● **Requirement**: Reproduce the records below; each should match the original exactly.
- - -
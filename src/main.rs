// 该文件是 Shanan （山南西风） 项目的一部分。
// src/main.rs - 检测服务主程序
//
// 本文件根据 Apache 许可证第 2.0 版（以下简称“许可证”）授权使用；
// 除非遵守该许可证条款，否则您不得使用本文件。
// 您可通过以下网址获取许可证副本：
// http://www.apache.org/licenses/LICENSE-2.0
// 除非适用法律要求或书面同意，根据本许可协议分发的软件均按“原样”提供，
// 不附带任何形式的明示或暗示的保证或条件。
// 有关许可权限与限制的具体条款，请参阅本许可协议。
//
// Copyright (C) 2026 Johann Li <me@qinka.pro>, Wareless Group

use anyhow::Result;
use clap::Parser;
use tracing::info;

use shanan_detect::{config::ServeConfig, logging, server};

#[tokio::main]
async fn main() -> Result<()> {
  dotenv::dotenv().ok();

  let config = ServeConfig::parse();
  logging::init(&config.log_level, Some(config.log_file.as_path()))?;

  info!("Shanan 检测服务");
  info!("模型地址: {}", config.model);
  info!("默认置信度阈值: {}", config.confidence);
  info!("静态目录: {}", config.static_dir.display());

  server::run(config).await
}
- - -
● **Exercise solution**:
filename src/main.rs
// 该文件是 Shanan （山南西风） 项目的一部分。
// src/main.rs - 检测服务主程序
//
// 本文件根据 Apache 许可证第 2.0 版（以下简称“许可证”）授权使用；
// 除非遵守该许可证条款，否则您不得使用本文件。
// 您可通过以下网址获取许可证副本：
// http://www.apache.org/licenses/LICENSE-2.0
// 除非适用法律要求或书面同意，根据本许可协议分发的软件均按“原样”提供，
// 不附带任何形式的明示或暗示的保证或条件。
// 有关许可权限与限制的具体条款，请参阅本许可协议。
//
// Copyright (C) 2026 Johann Li <me@qinka.pro>, Wareless Group

use anyhow::Result;
use clap::Parser;
use tracing::info;

use shanan_detect::{config::ServeConfig, logging, server};

#[tokio::main]
async fn main() -> Result<()> {
  dotenv::dotenv().ok();

  let config = ServeConfig::parse();
  logging::init(&config.log_level, Some(config.log_file.as_path()))?;

  info!("Shanan 检测服务");
  info!("模型地址: {}", config.model);
  info!("默认置信度阈值: {}", config.confidence);
  info!("静态目录: {}", config.static_dir.display());

  server::run(config).await
}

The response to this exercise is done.